Cet examen, très attendu du monde judiciaire, doit permettre de trancher plusieurs points. Une très longue enquête est-elle, en soi, une atteinte aux droits de la défense ? Ou bien, faut-il apprécier au cas par cas et identifier concrètement quelles atteintes ont été portées à la défense ?
Et si ce délai déraisonnable est bien constaté, faut-il alors annuler toute la procédure ? Ou bien, juger l'affaire mais demander une réparation financière ?
Jusqu'à maintenant, la réponse était la compensation financière. Mais le tribunal correctionnel de Nanterre, puis la cour d'appel de Versailles, se sont éloignés de la jurisprudence de la Cour de cassation et ont statué pour la sanction dans l'affaire de la Chaufferie, en invalidant près de vingt ans de procédure.
Dans ce dossier, cinq chefs d'entreprise sont accusés d'avoir faussé, entre 1999 et 2003, l'attribution du juteux marché du chauffage et de climatisation du quartier d'affaires de La Défense, aux portes de Paris dans les Hauts-de-Seine, estimé à plusieurs centaines de millions d'euros.
Ils devaient comparaître le 11 janvier 2021 à Nanterre, en l'absence d'un protagoniste phare, l'ancien sénateur et maire de Puteaux (UMP) Charles Ceccaldi-Raynaud, mis en examen en 2007 et décédé en 2019.
Au premier jour du procès, le tribunal a décidé d'annuler l'intégralité des actes d'enquête, arguant que le droit des prévenus à être jugés dans un délai raisonnable, consacré par le droit européen, avait été bafoué.
"Un avant et un après"
Dans sa décision de 29 pages, le tribunal a méticuleusement détaillé la chronologie.
La complexité de l'affaire justifiait-elle cette durée ? Non, répond le tribunal : "la nature des infractions poursuivies et le nombre de personnes mises en cause" ne présentaient pas un "caractère exceptionnel".
La défense a-t-elle sciemment ralenti l'enquête? Non, "cinq des six personnes mises en examen dans ce dossier ont participé pleinement" à l'instruction, écrit le président de la chambre, Olivier Protard.

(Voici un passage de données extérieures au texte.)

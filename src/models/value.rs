//! Cell values of a record set.
//!
//! Records are loosely typed: any column may hold text, numbers, booleans,
//! calendar dates or date-times. Date-times are reduced to calendar dates
//! before any comparison, so a treatment logged at 14:30 and one logged at
//! midnight on the same day mark the same grid cell.

use chrono::{NaiveDate, NaiveDateTime};
use serde::{Deserialize, Serialize};
use std::fmt;

/// A single cell of a record.
#[derive(Debug, Clone, PartialEq, Serialize, Deserialize)]
#[serde(untagged)]
pub enum Value {
    /// Missing value.
    Null,
    /// Boolean flag.
    Bool(bool),
    /// Integer (ids, counts).
    Int(i64),
    /// Floating point number.
    Float(f64),
    /// Calendar date.
    Date(NaiveDate),
    /// Date with time of day; truncated to its date when read as a date.
    DateTime(NaiveDateTime),
    /// Free text (codes, categories, labels).
    Text(String),
}

impl Value {
    /// Whether this value is missing.
    #[inline]
    pub fn is_null(&self) -> bool {
        matches!(self, Value::Null)
    }

    /// Calendar date of this value, if it is date-valued.
    ///
    /// `DateTime` values lose their time of day.
    pub fn as_date(&self) -> Option<NaiveDate> {
        match self {
            Value::Date(d) => Some(*d),
            Value::DateTime(dt) => Some(dt.date()),
            _ => None,
        }
    }

    /// Whether this value equals a filter literal from a specification.
    ///
    /// Specification filter values are always strings; they are compared
    /// against the value's own type so that `"1"` matches `Int(1)` and
    /// `"2016-12-18"` matches the corresponding date.
    pub fn matches_literal(&self, literal: &str) -> bool {
        match self {
            Value::Null => false,
            Value::Text(s) => s == literal,
            Value::Bool(b) => literal.parse::<bool>().map_or(false, |l| l == *b),
            Value::Int(i) => literal.trim().parse::<i64>().map_or(false, |l| l == *i),
            Value::Float(f) => literal.trim().parse::<f64>().map_or(false, |l| l == *f),
            Value::Date(_) | Value::DateTime(_) => {
                parse_date_text(literal).map_or(false, |d| Some(d) == self.as_date())
            }
        }
    }

    /// Normalizes a date-time to its calendar date; other values are unchanged.
    pub fn truncated(self) -> Self {
        match self {
            Value::DateTime(dt) => Value::Date(dt.date()),
            other => other,
        }
    }

    /// Converts a JSON scalar into a value.
    ///
    /// With `as_date` set, strings are parsed as dates or date-times and kept
    /// as text only when they do not parse.
    pub fn from_json(json: &serde_json::Value, as_date: bool) -> Self {
        match json {
            serde_json::Value::Null => Value::Null,
            serde_json::Value::Bool(b) => Value::Bool(*b),
            serde_json::Value::Number(n) => match n.as_i64() {
                Some(i) => Value::Int(i),
                None => n.as_f64().map_or(Value::Null, Value::Float),
            },
            serde_json::Value::String(s) if as_date => parse_date_value(s),
            serde_json::Value::String(s) => Value::Text(s.clone()),
            other => Value::Text(other.to_string()),
        }
    }
}

impl fmt::Display for Value {
    fn fmt(&self, f: &mut fmt::Formatter<'_>) -> fmt::Result {
        match self {
            Value::Null => write!(f, "null"),
            Value::Bool(b) => write!(f, "{b}"),
            Value::Int(i) => write!(f, "{i}"),
            Value::Float(x) => write!(f, "{x}"),
            Value::Date(d) => write!(f, "{d}"),
            Value::DateTime(dt) => write!(f, "{dt}"),
            Value::Text(s) => write!(f, "{s}"),
        }
    }
}

impl From<&str> for Value {
    fn from(s: &str) -> Self {
        Value::Text(s.to_string())
    }
}

impl From<String> for Value {
    fn from(s: String) -> Self {
        Value::Text(s)
    }
}

impl From<i64> for Value {
    fn from(i: i64) -> Self {
        Value::Int(i)
    }
}

impl From<f64> for Value {
    fn from(x: f64) -> Self {
        Value::Float(x)
    }
}

impl From<bool> for Value {
    fn from(b: bool) -> Self {
        Value::Bool(b)
    }
}

impl From<NaiveDate> for Value {
    fn from(d: NaiveDate) -> Self {
        Value::Date(d)
    }
}

impl From<NaiveDateTime> for Value {
    fn from(dt: NaiveDateTime) -> Self {
        Value::DateTime(dt)
    }
}

impl<T: Into<Value>> From<Option<T>> for Value {
    fn from(v: Option<T>) -> Self {
        v.map_or(Value::Null, Into::into)
    }
}

const DATE_FORMATS: [&str; 3] = ["%Y-%m-%d", "%Y,%m,%d", "%Y/%m/%d"];
const DATETIME_FORMATS: [&str; 3] = ["%Y-%m-%dT%H:%M:%S%.f", "%Y-%m-%d %H:%M:%S%.f", "%Y-%m-%dT%H:%M"];

/// Parses a date literal in any of the accepted date or date-time formats.
pub(crate) fn parse_date_text(input: &str) -> Option<NaiveDate> {
    parse_date_value(input).as_date()
}

fn parse_date_value(input: &str) -> Value {
    let s = input.trim();
    for fmt in DATE_FORMATS {
        if let Ok(d) = NaiveDate::parse_from_str(s, fmt) {
            return Value::Date(d);
        }
    }
    for fmt in DATETIME_FORMATS {
        if let Ok(dt) = NaiveDateTime::parse_from_str(s, fmt) {
            return Value::DateTime(dt);
        }
    }
    // RFC 3339 with offset: keep the local wall-clock date.
    if let Ok(dt) = chrono::DateTime::parse_from_rfc3339(s) {
        return Value::DateTime(dt.naive_local());
    }
    Value::Text(input.to_string())
}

Les autorités judiciaires ont-elles été réactives? Non, malgré sept juges d'instruction et une durée "totalement inhabituelle" de l'enquête, il n'y a pas eu de confrontation entre les prévenus soupçonnés de corruption et le bénéficiaire présumé, Charles Ceccaldi-Raynaud.
Des manquements qui n'auraient pu être palliés par un procès, selon le tribunal : l'ancien maire est décédé et deux des prévenus n'auraient pu "rendre compte de leurs actions" à l'audience, l'un étant presque centenaire et l'autre atteint de Parkinson.
Trois jours plus tard, le parquet de Nanterre avait fait appel, arguant notamment qu'il n'y avait pas "d'excuse de vieillesse" à accorder.
Devant la cour d'appel de Versailles, le parquet général avait demandé l'expertise médicale des deux prévenus les plus âgés, afin d'ouvrir la voie à un nouveau procès. Mais l'annulation du procès pour corruption avait été confirmée.
La cour d'appel a toutefois ordonné la tenue d'un procès sur un autre volet de l'affaire, où se sont constituées des parties civiles et où doivent être jugés deux hommes, plus jeunes et encore en capacité de se défendre selon la cour, pour abus de biens sociaux.
Le parquet général s'est pourvu en cassation. Et c'est ce pourvoi qui est examiné jeudi par la plus haute juridiction judiciaire.
"Il y a un avant et un après la Chaufferie de la Défense", commente auprès de l'AFP une magistrate en banlieue parisienne. Du fait des "personnalités impliquées", ce dossier a donné une visibilité à la question du délai raisonnable, estime-t-elle.
Pour Olivier Baratelli, avocat de l'un des prévenus, Jean Bonnefont, ancien dirigeant des ex-Charbonnages de France âgé de 99 ans, cette annulation a contribué à "écrire l'histoire judiciaire". "Les grands principes européens rentrent enfin dans le droit français : un vent de fraîcheur", a-t-il déclaré à l'AFP.
D'autres nuancent. L'avocat Olivier Morice, qui a récemment obtenu deux jugements d'annulation, "ne voit pas dans la Chaufferie l'origine d'un tournant, mais une marche en avant au caractère inéluctable".
Depuis, au moins une demi-douzaine de décisions similaires ont été prononcées, presque toutes frappées d'appel. Des procès portant sur des faits très anciens ont aussi été renvoyés, dans l'attente de la décision de la Cour de cassation.